Would the “theory of everything” potentially bridging the gap between the quantum and classical physics give us any insight into deterministic/free will issue?
IMO a better definition of free will is: the ability to act in a way that is consistent with your sense of self, or in other words, the ability to act like as if you were in your shoes. The way people usually talk about it like it's some magical thing coming from external influences (soul or whatever), or emergent from quantum randomness or some other nonsense like that, sounds like anything but free; if you're being compelled to do something random, or there is some spirit voodooing the meat, then how can you call that free? This way, it's orthogonal to determinism (unless you're such a predictable person that anything outside of your clockwork behavior would be physically impossible).

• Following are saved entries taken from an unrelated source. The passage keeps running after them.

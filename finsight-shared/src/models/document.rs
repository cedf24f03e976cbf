use serde::{Deserialize, Serialize};

/// Response body for `POST upload` after a document was ingested.
#[derive(Debug, Clone, Serialize, Deserialize, PartialEq)]
pub struct UploadResponse {
    /// Human-readable status line.
    pub message: String,

    /// Name of the processed file.
    pub filename: String,

    /// How many chunks the document was split into.
    pub chunks_count: u64,

    /// Seconds the ingestion took.
    pub processing_time: f64,
}
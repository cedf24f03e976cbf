mod api;
mod api_test;
mod app;
mod components;
mod config;
mod containers;
mod pages;
mod routes;
mod state;

use app::App;
use yew::Renderer;

fn main() {
    // Disable truncation of panic payloads to debug any panics
    std::panic::set_hook(Box::new(|info| {
        if let Some(s) = info.payload().downcast_ref::<String>() {
            web_sys::console::log_1(&format!("Panic: {}", s).into());
        } else if let Some(s) = info.payload().downcast_ref::<&str>() {
            web_sys::console::log_1(&format!("Panic: {}", s).into());
        } else {
            web_sys::console::log_1(&"Unknown panic".into());
        }
        if let Some(location) = info.location() {
            web_sys::console::log_1(
                &format!(
                    "  at {}:{}:{}",
                    location.file(),
                    location.line(),
                    location.column()
                )
                .into(),
            );
        }
    }));

    web_sys::console::log_1(&"Starting Finsight Application".into());

    // Mount the app to the document body
    Renderer::<App>::with_root(
        web_sys::window()
            .unwrap()
            .document()
            .unwrap()
            .get_elements_by_tag_name("body")
            .item(0)
            .unwrap(),
    )
    .render();
}
use shared::models::SourceRef;
use yew::{Callback, Html, Properties, function_component, html, use_state};

#[derive(Properties, PartialEq)]
pub struct SourceListProps {
    /// Cited passages in the relevance order returned by the backend.
    pub sources: Vec<SourceRef>,
}

/// Collapsible list of cited source passages under an assistant answer.
#[function_component(SourceList)]
pub fn source_list(props: &SourceListProps) -> Html {
    let expanded = use_state(|| false);

    if props.sources.is_empty() {
        return Html::default();
    }

    let on_toggle = {
        let expanded = expanded.clone();
        Callback::from(move |_| expanded.set(!*expanded))
    };

    html! {
        <div class="mt-2 text-sm">
            <p class="font-semibold text-gray-700 cursor-pointer" onclick={on_toggle}>
                { format!("Sources ({}):", props.sources.len()) }
            </p>
            { if *expanded {
                html! {
                    { for props.sources.iter().map(|source| html! {
                        <div class="mt-1 bg-gray-50 p-2 rounded">
                            <p class="text-xs text-gray-500">
                                { format!("Page {} (Score: {:.2})", source.page, source.score) }
                            </p>
                            <p class="text-xs text-gray-600">{ source.content.clone() }</p>
                        </div>
                    }) }
                }
            } else {
                html! {}
            }}
        </div>
    }
}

I am not down with belief. That said, I am amazed to learn there is emerging neuroscience that shows that our unconsciousness make decision in a deterministic manner and the consciousness mind than invents rationalization that maintain the illusion of free will. I am comfortable that illusion is necessity to good mental health and to assign responsibility and agency for all. To quote Sabine Hossenfelder, "You don't have free will, but don't worry."
If you choose not to decide
You still have made a choice
Rush
Freewill
If free will doesn't exist, we should make something that simulates free will, indistinguishable from what it would actually be like.
So, this feels like a question of semantics more than anything. I prefer the idea that free will is strictly a high level concept that doesn’t exist on the most fundumental level.
So it's important for ethics and law, but not for physics.
You're the one being semantical in that case
@cosmictreason2242 well yeah. I said it's a semantics question and then I engaged with the semantics question.
When you are presented with a choice and resolve that choice with a quantum random number generator, is the result of that choice deterministic? Did you chose to use a quant random number generator or had every event since the Big Bang forced you to do it? Is the choice to forfeit your power in a decision to truly random events empowering or does it truly make you a victim of chance? Is this a comment solely for the sake of the TH-cam algorithm? Who knows
@@yeager1957 can only be answered with information from outside the simulation, ie God
Alright I’m going to listen to this one twice.
Of course I have free will. I have no choice.
Erwin said it’s *my* turn to decide the electron’s soon.
John Stuart Mill on his on free will after half a pint of brandy was particularly ill.
As a complete side note: can anyone point to the exit in that head-maze? How long before that lonely soul recognises that they've seen all the walls and there's no way out?
Free will is nonsense. Focus on what is real. Know that people are irrational automotons likely to do whatever has previously led to their genes being passed on. Use the power this knowledge gives to make life better for you an others. You cant really understand yourself till you understand this.
Agency/free will is the result of knowing and understanding the rules of cause and effect. If you can make an accurate prediction about what will happen and then and choose to take or not take an action based on those predictions, you have free will.
If you do not not consider or make predictions, you do not have free will.
You honor, my client is not guilty by virtue of lack of free will, and the act he is accused of was mathematically only 50% committed until he was observed by the alleged victims. Therefore I assert that it is the victim who is at fault as they were not a victim at the time of the act until the victim observed it. We seek the court to decide both 50/50 guilty/not guilty and seal the decision so that no one may take observance and erroneously determine the outcome.